Print the listing exactly, but only as far as the line containing "#[derive(Debug, thiserror::Error)]". The first line and that line are both included.

SUPPLIED MATERIAL:
——

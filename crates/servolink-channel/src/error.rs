// Copyright 2026 Servolink Developers
// SPDX-License-Identifier: Apache-2.0

//! Error types for the channel protocol engine.

/// Result type alias using ChannelError
pub type Result<T> = std::result::Result<T, ChannelError>;

/// Fault that terminates a channel (or, for `InvalidConfig`, prevents one
/// from being opened).
///
/// Every variant except `InvalidConfig` is fatal to a running channel: it is
/// reported through a single `ConnectionFailed` event and followed by full
/// teardown. There is no automatic reconnect; collaborators re-discover the
/// device and open a new channel if they want one.
#[derive(Debug, thiserror::Error)]
pub enum ChannelError {
    /// Socket-level failure on any of the channel's endpoints
    #[error("socket error: {0}")]
    Transport(#[from] zeromq::ZmqError),

    /// Malformed frame, wrong message kind, or undecodable payload
    #[error("protocol error: {0}")]
    Protocol(#[from] ProtocolError),

    /// Non-null error field in an RPC response
    #[error("RPC error: {0}")]
    Rpc(String),

    /// Heartbeat reply did not arrive within the reply deadline
    #[error("connection timed out")]
    ConnectionTimedOut,

    /// Invalid channel configuration
    #[error("invalid configuration: {0}")]
    InvalidConfig(String),
}

/// Decode-level fault in msgpack-rpc traffic.
#[derive(Debug, Clone, PartialEq, thiserror::Error)]
pub enum ProtocolError {
    /// Payload was not valid msgpack
    #[error("undecodable payload: {0}")]
    Decode(String),

    /// Message had a kind tag other than the one the endpoint expects
    #[error("unexpected message kind {found} (expected {expected})")]
    UnexpectedKind { expected: u64, found: u64 },

    /// Message structure did not match the protocol contract
    #[error("malformed {what}: {detail}")]
    Malformed {
        what: &'static str,
        detail: String,
    },

    /// Sample buffer carried an ext type the client does not know
    #[error("unknown stream sample encoding: {0}")]
    UnknownSampleEncoding(i8),
}

impl ProtocolError {
    pub(crate) fn malformed(what: &'static str, detail: impl Into<String>) -> Self {
        ProtocolError::Malformed {
            what,
            detail: detail.into(),
        }
    }
}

——

YOUR RESPONSE:
filename crates/servolink-channel/src/error.rs
// Copyright 2026 Servolink Developers
// SPDX-License-Identifier: Apache-2.0

//! Error types for the channel protocol engine.

/// Result type alias using ChannelError
pub type Result<T> = std::result::Result<T, ChannelError>;

/// Fault that terminates a channel (or, for `InvalidConfig`, prevents one
/// from being opened).
///
/// Every variant except `InvalidConfig` is fatal to a running channel: it is
/// reported through a single `ConnectionFailed` event and followed by full
/// teardown. There is no automatic reconnect; collaborators re-discover the
/// device and open a new channel if they want one.
#[derive(Debug, thiserror::Error)]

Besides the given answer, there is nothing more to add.